According to a recent report by Forbes, Elon Musk's wealth is currently estimated at over $1.4 trillion (£1.1 trillion), driven largely by the explosive valuation of his companies.

The biggest factor is SpaceX, now valued at roughly $2.77 trillion (£2.19 trillion), which alone makes up the bulk of his fortune. Musk owns around 4.8 billion SpaceX shares, giving him an estimated 38% stake in the company.

Tesla still plays a major role in his overall wealth, while his other ventures — X Holdings, Neuralink, and The Boring Company — make up a smaller slice of the portfolio.

World Food Crisis Reaches Millions

The global hunger crisis isn't just a headline. It's a reality affecting hundreds of millions of people every day.

WFP said around 318 millionpeople are currently experiencing high levels of acute food insecurity. That's more than double the number seen before the pandemic, showing just how quickly instability, conflict, and rising costs can spiral into hunger on a massive scale.

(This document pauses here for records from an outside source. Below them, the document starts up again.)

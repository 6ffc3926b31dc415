// Copyright (c) AlphaVelocity.
// All rights reserved.
//
// This source code is licensed under the license found in the
// LICENSE file in the root directory of this source tree.

use crate::models::{Bill, BillFilter, BillStatus, NewBill};
use crate::store::Store;
use crate::utils::{
    fmt_local, fmt_money, maybe_print_json, parse_date, parse_decimal, parse_id, pretty_table,
};
use anyhow::{Context, Result};

pub fn handle(store: &mut Store, m: &clap::ArgMatches) -> Result<()> {
    match m.subcommand() {
        Some(("add", sub)) => add(store, sub)?,
        Some(("list", sub)) => list(store, sub)?,
        Some(("show", sub)) => show(store, sub)?,
        Some(("pay", sub)) => pay(store, sub)?,
        _ => {}
    }
    Ok(())
}

fn user_or_default(store: &Store, sub: &clap::ArgMatches) -> String {
    sub.get_one::<String>("user")
        .map(|s| s.trim().to_string())
        .unwrap_or_else(|| store.config().default_user.clone())
}

fn add(store: &mut Store, sub: &clap::ArgMatches) -> Result<()> {
    let new = NewBill {
        customer_ref: sub
            .get_one::<String>("customer")
            .context("customer is required")?
            .clone(),
        customer_name: sub.get_one::<String>("name").cloned(),
        amount: parse_decimal(sub.get_one::<String>("amount").context("amount is required")?)?,
        fee: sub
            .get_one::<String>("fee")
            .map(|f| parse_decimal(f))
            .transpose()?,
        due_date: parse_date(sub.get_one::<String>("due").context("due date is required")?)?,
        note: sub.get_one::<String>("note").cloned(),
        user: user_or_default(store, sub),
    };
    let bill = store.create_bill(new, sub.get_flag("pay-now"))?;
    match bill.transaction_id {
        Some(tx) => println!(
            "Bill #{} for {} recorded and paid (transaction #{})",
            bill.id, bill.customer_ref, tx
        ),
        None => println!(
            "Bill #{} for {} recorded, due {}",
            bill.id, bill.customer_ref, bill.due_date
        ),
    }
    Ok(())
}

pub fn filter_from_args(sub: &clap::ArgMatches) -> Result<BillFilter> {
    let mut filter = BillFilter::default();
    if let Some(s) = sub.get_one::<String>("status") {
        filter.status = Some(s.parse::<BillStatus>()?);
    }
    filter.customer = sub.get_one::<String>("customer").cloned();
    filter.search = sub.get_one::<String>("search").cloned();
    if let Some(from) = sub.get_one::<String>("from") {
        filter.due_from = Some(parse_date(from)?);
    }
    if let Some(to) = sub.get_one::<String>("to") {
        filter.due_to = Some(parse_date(to)?);
    }
    Ok(filter)
}

fn bill_row(store: &Store, b: &Bill) -> Vec<String> {
    let today = store.today();
    let status = if b.is_overdue(today) {
        "OVERDUE".to_string()
    } else {
        b.status.to_string()
    };
    vec![
        b.id.to_string(),
        b.customer_ref.clone(),
        b.customer_name.clone().unwrap_or_default(),
        fmt_money(&b.amount),
        fmt_money(&b.fee),
        fmt_money(&b.total()),
        b.due_date.to_string(),
        status,
        b.paid_at
            .as_ref()
            .map(|p| fmt_local(p, store.offset()))
            .unwrap_or_default(),
        b.transaction_id.map(|t| t.to_string()).unwrap_or_default(),
    ]
}

const BILL_HEADERS: [&str; 10] = [
    "ID", "Customer", "Name", "Amount", "Fee", "Total", "Due", "Status", "Paid", "Txn",
];

fn list(store: &Store, sub: &clap::ArgMatches) -> Result<()> {
    let bills = store.list_bills(&filter_from_args(sub)?)?;
    if maybe_print_json(sub.get_flag("json"), sub.get_flag("jsonl"), &bills)? {
        return Ok(());
    }
    let rows = bills.iter().map(|b| bill_row(store, b)).collect();
    println!("{}", pretty_table(&BILL_HEADERS, rows));

    let stats = store.bill_stats(store.today())?;
    println!(
        "{} bills: {} pending, {} paid, {} overdue",
        stats.total, stats.pending, stats.paid, stats.overdue
    );
    Ok(())
}

fn show(store: &Store, sub: &clap::ArgMatches) -> Result<()> {
    let id = parse_id(sub.get_one::<String>("id").context("id is required")?)?;
    let bill = store.get_bill(id)?;
    if !maybe_print_json(sub.get_flag("json"), sub.get_flag("jsonl"), &bill)? {
        println!(
            "{}",
            pretty_table(&BILL_HEADERS, vec![bill_row(store, &bill)])
        );
    }
    Ok(())
}

fn pay(store: &mut Store, sub: &clap::ArgMatches) -> Result<()> {
    let ids = sub
        .get_many::<String>("id")
        .context("at least one id is required")?
        .map(|s| parse_id(s))
        .collect::<Result<Vec<_>>>()?;
    let user = user_or_default(store, sub);
    if let [id] = ids.as_slice() {
        let bill = store.pay_bill(*id, &user)?;
        println!(
            "Bill #{} paid (transaction #{})",
            bill.id,
            bill.transaction_id.unwrap_or_default()
        );
    } else {
        let paid = store.pay_bills(&ids, &user)?;
        println!("{} bill(s) marked as paid", paid);
    }
    Ok(())
}
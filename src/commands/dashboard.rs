// Copyright (c) AlphaVelocity.
// All rights reserved.
//
// This source code is licensed under the license found in the
// LICENSE file in the root directory of this source tree.

use crate::dashboard::Dashboard;
use crate::store::Store;
use crate::utils::{
    TX_HEADERS, fmt_money, maybe_print_json, parse_date, pretty_table, transaction_row,
};
use anyhow::Result;

pub fn handle(store: &Store, sub: &clap::ArgMatches) -> Result<()> {
    let today = match sub.get_one::<String>("date") {
        Some(d) => parse_date(d)?,
        None => store.today(),
    };
    let dash = Dashboard::build(store, today)?;
    if maybe_print_json(sub.get_flag("json"), sub.get_flag("jsonl"), &dash)? {
        return Ok(());
    }

    let summary = vec![
        vec!["Cash in hand".to_string(), fmt_money(&dash.cash_in_hand)],
        vec!["Total profit".to_string(), fmt_money(&dash.total_profit)],
        vec!["Profit this month".to_string(), fmt_money(&dash.month_profit)],
        vec![
            format!("Transactions on {}", dash.date),
            dash.today.count.to_string(),
        ],
        vec!["Cash in today".to_string(), fmt_money(&dash.today.cash_in)],
        vec!["Cash out today".to_string(), fmt_money(&dash.today.cash_out)],
        vec!["Net today".to_string(), fmt_money(&dash.today.net)],
        vec!["Profit today".to_string(), fmt_money(&dash.today.fees)],
    ];
    println!("{}", pretty_table(&["Metric", "Value"], summary));

    if !dash.today_by_type.is_empty() {
        let rows = dash
            .today_by_type
            .iter()
            .map(|b| {
                vec![
                    b.r#type.label().to_string(),
                    b.count.to_string(),
                    fmt_money(&b.total_amount),
                    fmt_money(&b.total_fees),
                ]
            })
            .collect();
        println!("{}", pretty_table(&["Type", "Count", "Amount", "Fees"], rows));
    }

    let recent = dash
        .recent
        .iter()
        .map(|t| transaction_row(t, store.offset()))
        .collect();
    println!("{}", pretty_table(&TX_HEADERS, recent));
    Ok(())
}
// Copyright (c) AlphaVelocity.
// All rights reserved.
//
// This source code is licensed under the license found in the
// LICENSE file in the root directory of this source tree.

use cashtrack::config::{Config, format_offset, parse_offset};
use cashtrack::error::Error;
use cashtrack::store::Store;
use rusqlite::Connection;
use rust_decimal::Decimal;

#[test]
fn defaults() {
    let cfg = Config::default();
    assert_eq!(format_offset(cfg.utc_offset), "+05:00");
    assert_eq!(cfg.recent_limit, 10);
    assert_eq!(cfg.history_days, 30);
    assert_eq!(cfg.max_amount, Decimal::new(10_000_000, 0));
    assert_eq!(cfg.default_user, "admin");
}

#[test]
fn offsets() {
    assert_eq!(parse_offset("+05:00").unwrap().local_minus_utc(), 5 * 3600);
    assert_eq!(parse_offset("-03:30").unwrap().local_minus_utc(), -(3 * 3600 + 1800));
    assert_eq!(parse_offset("+4").unwrap().local_minus_utc(), 4 * 3600);
    assert_eq!(parse_offset("Z").unwrap().local_minus_utc(), 0);
    assert_eq!(format_offset(parse_offset("-03:30").unwrap()), "-03:30");
    for bad in ["05:00", "+25:00", "+05:75", "soon", ""] {
        assert!(parse_offset(bad).is_err(), "{}", bad);
    }
}

#[test]
fn settings_survive_a_reopen() {
    let dir = tempfile::tempdir().unwrap();
    let path = dir.path().join("shop.sqlite");

    let mut store = Store::from_connection(Connection::open(&path).unwrap()).unwrap();
    assert_eq!(store.config(), &Config::default());
    store.set_config("utc_offset", "+04:00").unwrap();
    store.set_config("recent-limit", "3").unwrap();
    store.set_config("default_user", "sana").unwrap();
    assert_eq!(store.config().get("recent_limit").unwrap(), "3");
    drop(store);

    let store = Store::from_connection(Connection::open(&path).unwrap()).unwrap();
    assert_eq!(format_offset(store.offset()), "+04:00");
    assert_eq!(store.config().recent_limit, 3);
    assert_eq!(store.config().default_user, "sana");
    assert_eq!(store.config().history_days, 30);
}

#[test]
fn bad_values_are_rejected_and_not_stored() {
    let mut store = Store::from_connection(Connection::open_in_memory().unwrap()).unwrap();
    let field = |e: Error| e.field();
    assert_eq!(field(store.set_config("recent_limit", "many").unwrap_err()), Some("recent_limit"));
    assert_eq!(field(store.set_config("history_days", "0").unwrap_err()), Some("history_days"));
    assert_eq!(field(store.set_config("max_amount", "-1").unwrap_err()), Some("max_amount"));
    assert_eq!(field(store.set_config("default_user", " ").unwrap_err()), Some("default_user"));
    assert_eq!(field(store.set_config("utc_offset", "PKT").unwrap_err()), Some("utc_offset"));
    assert_eq!(field(store.set_config("currency", "PKR").unwrap_err()), Some("key"));

    assert_eq!(store.config(), &Config::default());
    assert_eq!(Config::load(store.conn()).unwrap(), Config::default());
}

#[test]
fn corrupt_setting_fails_to_load() {
    let store = Store::from_connection(Connection::open_in_memory().unwrap()).unwrap();
    store
        .conn()
        .execute(
            "INSERT INTO settings(key, value) VALUES ('history_days', 'forever')",
            [],
        )
        .unwrap();
    assert!(matches!(Config::load(store.conn()), Err(Error::Corrupt(_))));
}

#[test]
fn failed_write_leaves_the_config_untouched() {
    let mut store = Store::from_connection(Connection::open_in_memory().unwrap()).unwrap();
    store.conn().execute_batch("DROP TABLE settings").unwrap();
    let err = store.set_config("recent_limit", "3").unwrap_err();
    assert!(matches!(err, Error::Storage(_)));
    assert_eq!(store.config().recent_limit, 10);
}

It hits children especially hard. UNICEF estimates that many children under five are affected by wasting, the most severe form of malnutrition. On top of that, many more children are stunted—meaning their growth is being held back because they don't get enough nutritious food.

More than just statistics, they are long-term impacts on health, learning, and future opportunities.

And while food is produced in abundance worldwide, the problem isn't scarcity—it's access. Wars, climate disasters, and inflation keep pushing prices up and supply chains out of reach for those who need food most.

What makes the debate so sharp is the contrast between enough food existing globally and hundreds of millions of people still going without.

What Is Everyone Hates Elon?

Everyone Hates Elon is a loosely organised activist collective that uses satire and bold, meme-style campaigns to criticise Elon Musk and wider extreme wealth. Their approach relies heavily on viral visuals and provocative slogans designed to spread quickly across social media.

The group's content often focuses on billionaire influence, inequality, and corporate power, using shock value and humour to drive engagement. Supporters see it as a way to highlight serious economic issues in a shareable format, while critics argue the strategy prioritises virality over nuance.